Posted 18 September 2017 by Nick Parkhouse

If you’re buying or selling a property, you’ll need to know about Exchange of Contracts. Here’s your essential guide

Once you’ve had an offer accepted on a property, or you’ve accepted an offer on your home, the wait to get everything finalised can be a stressful experience.

The ‘exchange of contracts’ stage is a vital step into you getting your purchase or sale finalised. In this guide, we look at the exchange of contracts process and answer all your questions about how exchange of contracts works.

What is Exchange of Contracts?

Until the point that you exchange contracts, the house buying process is not legally binding. Either a buyer or a seller can pull out of the process at any time.

At exchange of contracts both the buyer and the seller of the property sign an official document to complete on the sale/purchase of the property. From this point on you are both legally committed to the purchase of the house.

The Exchange of Contracts process explained

Once a seller has accepted an offer on the property, there are several issues that a buyer should address. These may include arranging a mortgage, completing searches, and carrying out a survey on the property. Find out more about the conveyancing process.

What to do before you exchange contracts

The contract between you and the vendor of the property is signed when:

  • Your mortgage offer has been received and checked.
  • The survey report is completed and any remedial action is taken/agreed.
  • You and your solicitor have made arrangement for the payment of your deposit.
  • Your solicitor or conveyancer has completed all their enquiries/searches and they are satisfied with the outcome.

At this time, your solicitor prepares a final contract which the buyer and the seller both sign. These contracts are then exchanged and, from this point, both the buyer and the seller are legally bound by the contract and the sale of the house has to go ahead.

When to exchange contracts

If you’re buying a property, the unfortunate fact is that the purchase can fall through at any time if the vendor changes their mind. Similarly, you may leave the vendor in a difficult position if you pull out of the sale.

This uncertainty is the reason why both parties generally want to exchange contracts as quickly as possible. However, you should only exchange contracts once all the major issues have been addressed.

When to exchange contracts:

  • When your mortgage offer has been received
  • When you have the deposit available
  • When the legal work has been completed
  • When all searches have been completed and have come back satisfactorily
  • When all parties in the chain are ready to proceed

How to exchange contracts

The exchange of contracts process is managed by your solicitor or licensed conveyancer. There is not much you have to do other than chasing up your solicitor to make sure everything is proceeding.

Your solicitor will draw up a contract which will include the purchase price and other issues such as whether certain fixtures and fittings are to be included or excluded. The contract will set out who the buyer and seller are, and it will also include a date for when the sale will complete and when the property will belong to the buyer.
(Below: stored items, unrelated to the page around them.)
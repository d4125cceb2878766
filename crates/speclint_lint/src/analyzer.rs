//! Per-spec analysis.
//!
//! Runs the rule catalog over one spec: whole-spec rules first, then each
//! selected platform. Unless in quick mode, the spec's source is fetched
//! once into a transient workspace, patterns are resolved against it and
//! the configured build runs before the fetch rules are evaluated.

use std::path::{Path, PathBuf};
use std::sync::Arc;

use tracing::{debug, info, warn};

use speclint_runner::{BuildInvoker, BuildRequest, SourceFetcher, SourceWorkspace};
use speclint_spec::{LoadedSpec, PlatformPatterns, SpecReader};

use crate::finding::{Finding, SpecIdentity, BUILD_RULE_ID, FETCH_RULE_ID, LOAD_RULE_ID};
use crate::rules::{catalog, PlatformContext, Rule, RuleScope, SpecContext};
use crate::sources::resolve_patterns;

/// Options for analyzing a single spec.
#[derive(Debug, Clone, Default)]
pub struct AnalyzerOptions {
    /// Skip every rule that needs the fetched source.
    pub quick: bool,
    /// Restrict per-platform rules to these platforms. Names the spec does
    /// not declare are ignored.
    pub platforms: Option<Vec<String>>,
}

impl AnalyzerOptions {
    pub fn quick() -> Self {
        Self {
            quick: true,
            platforms: None,
        }
    }

    pub fn with_platforms(mut self, platforms: Vec<String>) -> Self {
        self.platforms = Some(platforms);
        self
    }

    fn selects(&self, platform: &str) -> bool {
        self.platforms
            .as_ref()
            .map_or(true, |list| list.iter().any(|p| p == platform))
    }
}

/// Findings for one spec file.
#[derive(Debug, Clone)]
pub struct Analysis {
    pub identity: SpecIdentity,
    pub findings: Vec<Finding>,
    /// Ids of rules that needed the fetched source but were skipped.
    pub not_run: Vec<String>,
}

/// Fetched source for one spec. The workspace is deleted when this is dropped.
enum Checkout {
    Pending,
    Ready {
        _workspace: SourceWorkspace,
        root: PathBuf,
    },
    Failed(String),
}

/// Analyzes specs against the rule catalog.
pub struct Analyzer {
    rules: &'static [Rule],
    fetcher: Arc<dyn SourceFetcher>,
    builder: Option<Arc<dyn BuildInvoker>>,
}

impl Analyzer {
    pub fn new(fetcher: Arc<dyn SourceFetcher>) -> Self {
        Self {
            rules: catalog(),
            fetcher,
            builder: None,
        }
    }

    /// Build each platform's files after fetching.
    pub fn with_builder(mut self, builder: Arc<dyn BuildInvoker>) -> Self {
        self.builder = Some(builder);
        self
    }

    /// Load the spec at `path` and analyze it. A spec that cannot be loaded
    /// yields a single `load` finding.
    pub async fn analyze_path(&self, path: &Path, options: &AnalyzerOptions) -> Analysis {
        match SpecReader::read_spec(path) {
            Ok(loaded) => {
                let platforms = loaded
                    .spec
                    .platforms()
                    .filter(|p| options.selects(&p.platform))
                    .map(|p| p.platform.clone())
                    .collect();
                let identity = SpecIdentity::from_loaded(&loaded, platforms);
                let findings = self.analyze(&loaded, options).await;
                let not_run = self.not_run(options, &identity.platforms);
                Analysis {
                    identity,
                    findings,
                    not_run,
                }
            }
            Err(e) => {
                warn!("Unable to load {:?}: {}", path, e);
                let identity = SpecIdentity::unloaded(path);
                let finding = Finding::error(
                    identity.name.clone(),
                    LOAD_RULE_ID,
                    format!("Unable to load spec: {}", e),
                );
                Analysis {
                    identity,
                    findings: vec![finding],
                    not_run: Vec::new(),
                }
            }
        }
    }

    /// Run the rule catalog over a loaded spec.
    pub async fn analyze(&self, loaded: &LoadedSpec, options: &AnalyzerOptions) -> Vec<Finding> {
        let spec = &loaded.spec;
        let file_stem = loaded.file_stem();
        let owner = if spec.name.trim().is_empty() {
            file_stem.clone()
        } else {
            spec.name.clone()
        };
        info!("Linting {} ({})", owner, if options.quick { "quick" } else { "deep" });

        let mut findings = Vec::new();
        let ctx = SpecContext {
            spec,
            file_stem: &file_stem,
        };
        for rule in self.rules.iter().filter(|r| r.scope() == RuleScope::WholeSpec) {
            for message in rule.check_spec(&ctx) {
                findings.push(Finding::new(&owner, rule.severity, rule.id, message));
            }
        }

        let mut checkout = Checkout::Pending;
        for platform in spec.platforms().filter(|p| options.selects(&p.platform)) {
            let static_ctx = PlatformContext {
                spec,
                platform: &platform.platform,
                patterns: &platform.patterns,
                files: None,
                build: None,
            };
            findings.extend(self.platform_findings(&owner, &static_ctx, false));

            if options.quick || platform.patterns.is_empty() {
                continue;
            }

            let root = match self.ensure_checkout(&mut checkout, loaded, &owner).await {
                Ok(root) => root,
                Err(reason) => {
                    findings.push(
                        Finding::error(
                            &owner,
                            FETCH_RULE_ID,
                            format!("Unable to fetch source: {}", reason),
                        )
                        .on_platform(&platform.platform),
                    );
                    continue;
                }
            };

            findings.extend(self.deep_platform(loaded, &owner, platform, &root).await);
        }

        debug!("{}: {} findings", owner, findings.len());
        findings
    }

    /// Rules that quick mode leaves out for the linted platforms.
    pub fn not_run(&self, options: &AnalyzerOptions, platforms: &[String]) -> Vec<String> {
        if !options.quick || platforms.is_empty() {
            return Vec::new();
        }
        self.rules
            .iter()
            .filter(|r| r.scope() == RuleScope::PerPlatform && r.requires_fetch)
            .map(|r| r.id.to_string())
            .collect()
    }

    async fn deep_platform(
        &self,
        loaded: &LoadedSpec,
        owner: &str,
        platform: &PlatformPatterns,
        root: &Path,
    ) -> Vec<Finding> {
        let mut findings = Vec::new();
        let files = resolve_patterns(root, &platform.patterns);

        let build = match &self.builder {
            Some(builder) if !files.is_empty() => {
                let request = BuildRequest {
                    workspace: root.to_path_buf(),
                    platform: platform.platform.clone(),
                    source_files: files.clone(),
                    requires_arc: loaded.spec.requires_arc(&platform.platform),
                };
                match builder.build(&request).await {
                    Ok(output) => Some(output),
                    Err(e) => {
                        warn!("Build of {} for {} did not run: {}", owner, platform.platform, e);
                        findings.push(
                            Finding::error(owner, BUILD_RULE_ID, format!("Unable to build: {}", e))
                                .on_platform(&platform.platform),
                        );
                        None
                    }
                }
            }
            _ => None,
        };

        let ctx = PlatformContext {
            spec: &loaded.spec,
            platform: &platform.platform,
            patterns: &platform.patterns,
            files: Some(files.as_slice()),
            build: build.as_ref(),
        };
        findings.extend(self.platform_findings(owner, &ctx, true));
        findings
    }

    fn platform_findings(
        &self,
        owner: &str,
        ctx: &PlatformContext<'_>,
        requires_fetch: bool,
    ) -> Vec<Finding> {
        self.rules
            .iter()
            .filter(|r| r.scope() == RuleScope::PerPlatform && r.requires_fetch == requires_fetch)
            .flat_map(|rule| {
                rule.check_platform(ctx).into_iter().map(move |message| {
                    Finding::new(owner, rule.severity, rule.id, message).on_platform(ctx.platform)
                })
            })
            .collect()
    }

    /// Fetch the spec's source on first use. Later calls reuse the outcome.
    async fn ensure_checkout(
        &self,
        checkout: &mut Checkout,
        loaded: &LoadedSpec,
        owner: &str,
    ) -> Result<PathBuf, String> {
        if let Checkout::Pending = checkout {
            *checkout = self.fetch(loaded, owner).await;
        }
        match checkout {
            Checkout::Ready { root, .. } => Ok(root.clone()),
            Checkout::Failed(reason) => Err(reason.clone()),
            Checkout::Pending => Err("source was not fetched".to_string()),
        }
    }

    async fn fetch(&self, loaded: &LoadedSpec, owner: &str) -> Checkout {
        let Some(source) = loaded.spec.source.as_ref() else {
            return Checkout::Failed("no source declared".to_string());
        };

        let workspace = match SourceWorkspace::create(owner) {
            Ok(workspace) => workspace,
            Err(e) => return Checkout::Failed(e.to_string()),
        };
        let root = workspace.checkout_dir();

        match self.fetcher.fetch(source, &root).await {
            Ok(()) => Checkout::Ready {
                _workspace: workspace,
                root,
            },
            Err(e) => {
                warn!("Fetching {} failed: {}", owner, e);
                Checkout::Failed(e.to_string())
            }
        }
    }
}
Once all this has been agreed, your solicitor will call you in so you can go and sign the contract. The other party will also sign and then the contracts can be exchanged. From this point, both parties are legally bound to proceed with the transaction and the new owner of the property will also be added at the Land Registry.

Deposit on exchange of contracts

As a buyer, when you exchange contracts you typically pay a deposit of 10% of the purchase price to the seller. On occasion, this can be reduced to 5%.

The balance of the purchase price – often made up of your mortgage and your own savings – is paid on completion.

New build exchange of contracts deposit

If you are buying a brand-new property, the process is broadly the same except there is generally a longer period between exchange and completion. You may also have a time limit to exchange contracts (this is typically 28 days).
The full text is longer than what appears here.